Wednesday, May 17, 2017

The Rolling Stone Scandal Is Described Like an "Unexpected" Piece of "Bad Luck", Akin to a Natural Disaster


The sentence used by a CBS journalist to excuse a fellow MSM outlet's is replete with hidden meanings, via Scott Whitlock in Newsbusters (thanks to Instapundit).
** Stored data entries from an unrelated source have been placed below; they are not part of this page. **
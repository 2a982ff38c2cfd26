//! Build and load configuration.
//!
//! A `Config` is threaded explicitly through building and loading; nothing
//! here is process-wide. Values that shape the binary layout (bit widths,
//! probing multiplier) are copied into the file header at build time, so a
//! model is always reloaded with the layout it was written with.

use std::fmt;
use std::str::FromStr;

use log::warn;
use serde::{Deserialize, Serialize};

use crate::error::{LmError, Result};

/// Storage backend and compression choice.
///
/// Selected once per model; each variant is backed by a separately
/// monomorphized search implementation.
#[derive(Serialize, Deserialize, Clone, Copy, Debug, PartialEq, Eq, Hash)]
pub enum ModelType {
	/// Probing hash tables keyed by context hash.
	Probing,
	/// Probing hash tables that also store rest costs.
	RestProbing,
	/// Bit-packed trie with raw weights and direct child pointers.
	Trie,
	/// Bit-packed trie with quantized weights.
	QuantTrie,
	/// Bit-packed trie with array-compressed child pointers.
	ArrayTrie,
	/// Bit-packed trie with quantized weights and array-compressed child pointers.
	QuantArrayTrie,
}

impl ModelType {
	pub fn is_trie(self) -> bool {
		!matches!(self, ModelType::Probing | ModelType::RestProbing)
	}

	pub fn is_quantized(self) -> bool {
		matches!(self, ModelType::QuantTrie | ModelType::QuantArrayTrie)
	}

	pub fn name(self) -> &'static str {
		match self {
			ModelType::Probing => "probing",
			ModelType::RestProbing => "rest_probing",
			ModelType::Trie => "trie",
			ModelType::QuantTrie => "quant_trie",
			ModelType::ArrayTrie => "array_trie",
			ModelType::QuantArrayTrie => "quant_array_trie",
		}
	}

	pub fn all() -> [ModelType; 6] {
		[
			ModelType::Probing,
			ModelType::RestProbing,
			ModelType::Trie,
			ModelType::QuantTrie,
			ModelType::ArrayTrie,
			ModelType::QuantArrayTrie,
		]
	}
}

impl fmt::Display for ModelType {
	fn fmt(&self, f: &mut fmt::Formatter<'_>) -> fmt::Result {
		f.write_str(self.name())
	}
}

impl FromStr for ModelType {
	type Err = String;

	fn from_str(s: &str) -> std::result::Result<Self, Self::Err> {
		ModelType::all()
			.into_iter()
			.find(|t| t.name() == s.to_ascii_lowercase())
			.ok_or_else(|| format!("Unknown model type: {s}"))
	}
}

/// What to do when the source model is unusual but still usable.
#[derive(Serialize, Deserialize, Clone, Copy, Debug, PartialEq, Eq)]
pub enum WarningAction {
	/// Abort the build with the error.
	ThrowUp,
	/// Log a warning and continue.
	Complain,
	/// Continue without a word.
	Silent,
}

impl WarningAction {
	/// Applies the policy to `error`.
	///
	/// Returns `Err(error)` for `ThrowUp`, `Ok(())` otherwise.
	pub(crate) fn handle(self, error: LmError) -> Result<()> {
		match self {
			WarningAction::ThrowUp => Err(error),
			WarningAction::Complain => {
				warn!("{error}");
				Ok(())
			}
			WarningAction::Silent => Ok(()),
		}
	}
}

/// How a binary model is brought into memory.
#[derive(Serialize, Deserialize, Clone, Copy, Debug, PartialEq, Eq)]
pub enum LoadMethod {
	/// Map the file read-only; pages are shared with other processes mapping it.
	Mmap,
	/// Read the whole file into an owned buffer.
	Read,
}

/// Configuration for building and loading models.
#[derive(Serialize, Deserialize, Clone, Debug, PartialEq)]
pub struct Config {
	/// Buckets per entry in probing hash tables. Must be > 1.0.
	pub probing_multiplier: f32,

	/// Bits per quantized probability code.
	pub prob_bits: u8,

	/// Bits per quantized backoff code (two codes are reserved).
	pub backoff_bits: u8,

	/// Upper bound on the high pointer bits moved out of line by array compression.
	pub pointer_bhiksha_bits: u8,

	/// Policy when the model has no `<unk>`.
	pub unknown_missing: WarningAction,

	/// Log probability given to a substituted `<unk>`.
	pub unknown_missing_logprob: f32,

	/// Policy when `<s>` or `</s>` is absent.
	pub sentence_marker_missing: WarningAction,

	/// Policy for log probabilities above zero (clamped to zero on continue).
	pub positive_log_probability: WarningAction,

	/// Store vocabulary strings in the binary file.
	pub include_vocab: bool,

	/// How binary files are loaded.
	pub load_method: LoadMethod,
}

impl Default for Config {
	fn default() -> Self {
		Self {
			probing_multiplier: 1.5,
			prob_bits: 8,
			backoff_bits: 8,
			pointer_bhiksha_bits: 22,
			unknown_missing: WarningAction::Complain,
			unknown_missing_logprob: -100.0,
			sentence_marker_missing: WarningAction::ThrowUp,
			positive_log_probability: WarningAction::ThrowUp,
			include_vocab: true,
			load_method: LoadMethod::Mmap,
		}
	}
}

impl Config {
	/// Checks the values that size the binary layout.
	///
	/// # Errors
	/// Returns a sizing error for out-of-range bit widths or multiplier.
	pub fn validate(&self) -> Result<()> {
		if !(self.probing_multiplier > 1.0) {
			return Err(LmError::Sizing(format!(
				"probing multiplier must be > 1.0, got {}",
				self.probing_multiplier
			)));
		}
		if !(1..=25).contains(&self.prob_bits) {
			return Err(LmError::Sizing(format!("prob_bits must be in 1..=25, got {}", self.prob_bits)));
		}
		if !(2..=25).contains(&self.backoff_bits) {
			return Err(LmError::Sizing(format!("backoff_bits must be in 2..=25, got {}", self.backoff_bits)));
		}
		if self.pointer_bhiksha_bits > 57 {
			return Err(LmError::Sizing(format!(
				"pointer_bhiksha_bits must be <= 57, got {}",
				self.pointer_bhiksha_bits
			)));
		}
		Ok(())
	}
}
Fake News Forgiveness: CBS Yawns at Rolling Stone’s False Rape Story: ‘Happens So Rarely’

By Scott Whitlock
The journalists at CBS This Morning on Tuesday offered breathtakingly little interest into one of the biggest fake news outrages in recent years. Talking to Rolling Stone publisher Jann Wenner about the 50th anniversary of the magazine’s founding, the show’s co-hosts managed just two questions on Rolling Stone’s false accusation of rape at the University of Virginia. Gayle King dismissed the bogus story because it “happens so rarely” at the publication.

Gayle King dismissed the bogus story because … King sympathized, “It happens so rarely to you.” 
Not only does the mainstream media highlight the word "rarely," but the "it happens" construct is akin, almost, to being the passive voice. Rarely or otherwise, it is certainly a very long away from "Rolling Stone is responsible for this piece of fake news."

It is as if the Rolling Stone scandal were like a natural disaster, a bit of bad luck, entirely unexpected… 

In any case, as Barabbus points out, what Gayle King means is the thing that "happens so rarely" is "getting caught".